Learning Multimodal Behaviors from Scratch with Diffusion Policy Gradient (2406.00681v1)

Published 2 Jun 2024 in cs.LG

Abstract: Deep reinforcement learning (RL) algorithms typically parameterize the policy as a deep network that outputs either a deterministic action or a stochastic one modeled as a Gaussian distribution, hence restricting learning to a single behavioral mode. Meanwhile, diffusion models emerged as a powerful framework for multimodal learning. However, the use of diffusion policies in online RL is hindered by the intractability of policy likelihood approximation, as well as the greedy objective of RL methods that can easily skew the policy to a single mode. This paper presents Deep Diffusion Policy Gradient (DDiffPG), a novel actor-critic algorithm that learns from scratch multimodal policies parameterized as diffusion models while discovering and maintaining versatile behaviors. DDiffPG explores and discovers multiple modes through off-the-shelf unsupervised clustering combined with novelty-based intrinsic motivation. DDiffPG forms a multimodal training batch and utilizes mode-specific Q-learning to mitigate the inherent greediness of the RL objective, ensuring the improvement of the diffusion policy across all modes. Our approach further allows the policy to be conditioned on mode-specific embeddings to explicitly control the learned modes. Empirical studies validate DDiffPG's capability to master multimodal behaviors in complex, high-dimensional continuous control tasks with sparse rewards, also showcasing proof-of-concept dynamic online replanning when navigating mazes with unseen obstacles.

PDF HTML Abstract

Learning Multimodal Behaviors from Scratch with Diffusion Policy Gradient

The paper "Learning Multimodal Behaviors from Scratch with Diffusion Policy Gradient" introduces Deep Diffusion Policy Gradient (DDiffPG), an innovative actor-critic algorithm designed for the online training of multimodal policies using diffusion models. This methodology is notable for its ability to explore, discover, and maintain diverse behavioral modes, addressing the constraints faced by traditional deep reinforcement learning (RL) algorithms in multimodal policy learning.

Key Contributions

Diffusion Policy Gradient: The core advancement is the diffusion policy gradient technique, allowing the efficient training of diffusion models for RL objectives. This method computes action gradients, updates target actions iteratively, and utilizes a behavioral cloning objective to train the diffusion policy, ensuring stability and avoiding vanishing gradients.
Mode Discovery through Clustering: DDiffPG employs hierarchical clustering on trajectories to discover distinct behavioral modes autonomously.
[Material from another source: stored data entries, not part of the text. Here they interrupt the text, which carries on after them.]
//! Stable algorithm identifiers.
//!
//! Grouped per family with numeric bases. Zero is reserved everywhere as the
//! invalid/sentinel id. Public-key ids are shared by the key-management, sign,
//! KEM and key-exchange categories so one key type keeps one id across all of
//! them.

/// Symmetric ciphers
pub const CIPHER_BASE: i32 = 100;
pub const CIPHER_CHACHA20_POLY1305: i32 = CIPHER_BASE + 1;

/// Hashes
pub const HASH_BASE: i32 = 300;
pub const HASH_SHA256: i32 = HASH_BASE + 1;
pub const HASH_SHA384: i32 = HASH_BASE + 2;
pub const HASH_SHA512: i32 = HASH_BASE + 3;

/// MACs
pub const MAC_BASE: i32 = 400;
pub const MAC_HMAC_SHA256: i32 = MAC_BASE + 1;
pub const MAC_HMAC_SHA384: i32 = MAC_BASE + 2;
pub const MAC_HMAC_SHA512: i32 = MAC_BASE + 3;

/// Public-key algorithms (shared across key management, sign, KEM, exchange)
pub const PKEY_BASE: i32 = 500;
pub const PKEY_KYBER512: i32 = PKEY_BASE + 1;
pub const PKEY_KYBER768: i32 = PKEY_BASE + 2;
pub const PKEY_KYBER1024: i32 = PKEY_BASE + 3;
pub const PKEY_DILITHIUM2: i32 = PKEY_BASE + 11;
pub const PKEY_DILITHIUM3: i32 = PKEY_BASE + 12;
pub const PKEY_DILITHIUM5: i32 = PKEY_BASE + 13;

/// KDFs
pub const KDF_BASE: i32 = 700;
pub const KDF_HKDF: i32 = KDF_BASE + 1;

/// Random generators
pub const RAND_BASE: i32 = 800;
pub const RAND_DRBG: i32 = RAND_BASE + 1;
/*!
CRYSTALS-Kyber key encapsulation.

Key material arrives through `PKEY_PUBKEY`/`PKEY_PRVKEY` parameters and
is validated against the parameter set's encoded sizes on import.
*/

use pqcrypto_kyber::{kyber1024, kyber512, kyber768};
use pqcrypto_traits::kem::{Ciphertext, PublicKey, SecretKey, SharedSecret};

use crate::core::algid;
use crate::core::error::{push, reject, CryptoError, Error, Result};
use crate::core::params::{keys, Params};
use crate::core::provider::ops::kem::{ctrl, Kem, KemCtx};
use crate::core::provider::ops::Operation;
use crate::providers::software::optional_octets;

/// Factory covering the three Kyber parameter sets
pub struct KyberKem;

impl Kem for KyberKem {
    fn new_ctx(&self, alg_id: i32) -> Result<Box<dyn KemCtx>> {
        match alg_id {
            algid::PKEY_KYBER512 | algid::PKEY_KYBER768 | algid::PKEY_KYBER1024 => {
                Ok(Box::new(KyberCtx {
                    alg_id,
                    pubkey: None,
                    prvkey: None,
                }))
            }
            _ => Err(push(Error::AlgorithmNotFound {
                operation: Operation::Kem,
                alg_id,
            })),
        }
    }
}

struct KyberCtx {
    alg_id: i32,
    pubkey: Option<Vec<u8>>,
    prvkey: Option<Vec<u8>>,
}

macro_rules! kyber_encapsulate {
    ($module:ident, $pk_bytes:expr, $secret:expr, $out:expr) => {{
        let pk = $module::PublicKey::from_bytes($pk_bytes)
            .map_err(|_| push(Error::Crypto(CryptoError::InvalidKeyFormat)))?;
        let (ss, ct) = $module::encapsulate(&pk);
        copy_pair(ss.as_bytes(), ct.as_bytes(), $secret, $out)
    }};
}

macro_rules! kyber_decapsulate {
    ($module:ident, $sk_bytes:expr, $data:expr, $out:expr) => {{
        let sk = $module::SecretKey::from_bytes($sk_bytes)
            .map_err(|_| push(Error::Crypto(CryptoError::InvalidKeyFormat)))?;
        let ct = $module::Ciphertext::from_bytes($data)
            .map_err(|_| push(Error::Crypto(CryptoError::DecryptionFailed)))?;
        let ss = $module::decapsulate(&ct, &sk);
        copy_out(ss.as_bytes(), $out)
    }};
}

fn copy_out(src: &[u8], out: &mut [u8]) -> Result<usize> {
    if out.len() < src.len() {
        reject!(Error::InvalidArgument(format!(
            "output needs {} bytes, buffer holds {}",
            src.len(),
            out.len()
        )));
    }
    out[..src.len()].copy_from_slice(src);
    Ok(src.len())
}

fn copy_pair(
    secret_src: &[u8],
    ct_src: &[u8],
    secret: &mut [u8],
    out: &mut [u8],
) -> Result<(usize, usize)> {
    let secret_len = copy_out(secret_src, secret)?;
    let ct_len = copy_out(ct_src, out)?;
    Ok((secret_len, ct_len))
}

/// `(shared_secret_len, ciphertext_len)` for a parameter set
pub(crate) fn kem_lens(alg_id: i32) -> Result<(usize, usize)> {
    match alg_id {
        algid::PKEY_KYBER512 => Ok((kyber512::shared_secret_bytes(), kyber512::ciphertext_bytes())),
        algid::PKEY_KYBER768 => Ok((kyber768::shared_secret_bytes(), kyber768::ciphertext_bytes())),
        algid::PKEY_KYBER1024 => Ok((
            kyber1024::shared_secret_bytes(),
            kyber1024::ciphertext_bytes(),
        )),
        _ => Err(push(Error::AlgorithmNotFound {
            operation: Operation::Kem,
            alg_id,
        })),
    }
}

impl KemCtx for KyberCtx {
    fn set_params(&mut self, params: &Params<'_>) -> Result<()> {
        if let Some(pk) = optional_octets(params, keys::PKEY_PUBKEY)? {
            self.pubkey = Some(pk);
        }
        if let Some(sk) = optional_octets(params, keys::PKEY_PRVKEY)? {
            self.prvkey = Some(sk);
        }
        Ok(())
    }

    fn encapsulate(&mut self, secret: &mut [u8], out: &mut [u8]) -> Result<(usize, usize)> {
        let pk = self
            .pubkey
            .as_deref()
            .ok_or_else(|| push(Error::InvalidArgument("no peer public key set".into())))?;
        match self.alg_id {
            algid::PKEY_KYBER512 => kyber_encapsulate!(kyber512, pk, secret, out),
            algid::PKEY_KYBER768 => kyber_encapsulate!(kyber768, pk, secret, out),
            _ => kyber_encapsulate!(kyber1024, pk, secret, out),
        }
    }

    fn decapsulate(&mut self, data: &[u8], out: &mut [u8]) -> Result<usize> {
        let sk = self
            .prvkey
            .as_deref()
            .ok_or_else(|| push(Error::InvalidArgument("no private key set".into())))?;
        match self.alg_id {
            algid::PKEY_KYBER512 => kyber_decapsulate!(kyber512, sk, data, out),
            algid::PKEY_KYBER768 => kyber_decapsulate!(kyber768, sk, data, out),
            _ => kyber_decapsulate!(kyber1024, sk, data, out),
        }
    }

    fn ctrl(&mut self, cmd: i32, params: &mut Params<'_>) -> Result<()> {
        match cmd {
            ctrl::GET_LEN => {
                let (secret_len, ct_len) = kem_lens(self.alg_id)?;
                let mut wrote = false;
                if params.find(keys::CTRL_SECRET_LEN).is_ok() {
                    params.set_uint32_out(keys::CTRL_SECRET_LEN, secret_len as u32)?;
                    wrote = true;
                }
                if params.find(keys::CTRL_CIPHERTEXT_LEN).is_ok() {
                    params.set_uint32_out(keys::CTRL_CIPHERTEXT_LEN, ct_len as u32)?;
                    wrote = true;
                }
                if !wrote {
                    reject!(Error::InvalidArgument(
                        "no length binding supplied for KEM ctrl".into()
                    ));
                }
                Ok(())
            }
            _ => reject!(Error::Unsupported(format!("KEM ctrl command {cmd}"))),
        }
    }
}

impl Drop for KyberCtx {
    fn drop(&mut self) {
        if let Some(sk) = &mut self.prvkey {
            for b in sk.iter_mut() {
                *b = 0;
            }
        }
    }
}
This approach is modulated by intrinsic motivation based on state novelty, facilitating diverse exploration.
Mode-Specific Q-Learning: To prevent mode collapse, where an RL policy becomes greedy and favors a single mode, DDiffPG introduces mode-specific Q-functions. This facilitates the optimization of distinct modes independently, leveraging a multimodal training batch for the diffusion policy.
Mode Control with Latent Embeddings: The final contribution is conditioning the diffusion policy on mode-specific embeddings, allowing explicit control over which behavioral mode to execute. This is particularly beneficial in non-stationary environments, enabling efficient rerouting and performance optimization by selecting the most appropriate mode during execution.

Empirical Validation

Through an extensive experimental setup, DDiffPG demonstrated its efficacy in mastering multimodal behaviors across various high-dimensional continuous control tasks. The tasks include a series of AntMaze navigation problems and complex robotic manipulation scenarios. Key observations include:

Multimodal Behavior Mastery: DDiffPG consistently discovered and utilized multiple modes to solve tasks, contrasting sharply with baseline methods that often collapsed to a single mode. In AntMaze-v3, the algorithm successfully learned and executed all four viable paths to the two goals.
Exploration Advantage: The intrinsic motivation-driven exploration allowed DDiffPG to cover more state space than other methods, as evidenced by significantly higher state coverage rates and diverse behavior density maps.
Robustness to Local Minima: Unlike baseline algorithms, which often got trapped in easier, suboptimal solutions, DDiffPG was able to explore alternative paths and optimize for higher returns. This feature was clearly illustrated in AntMaze-v2, where the algorithm navigated to both the easier and the more rewarding but challenging goal locations.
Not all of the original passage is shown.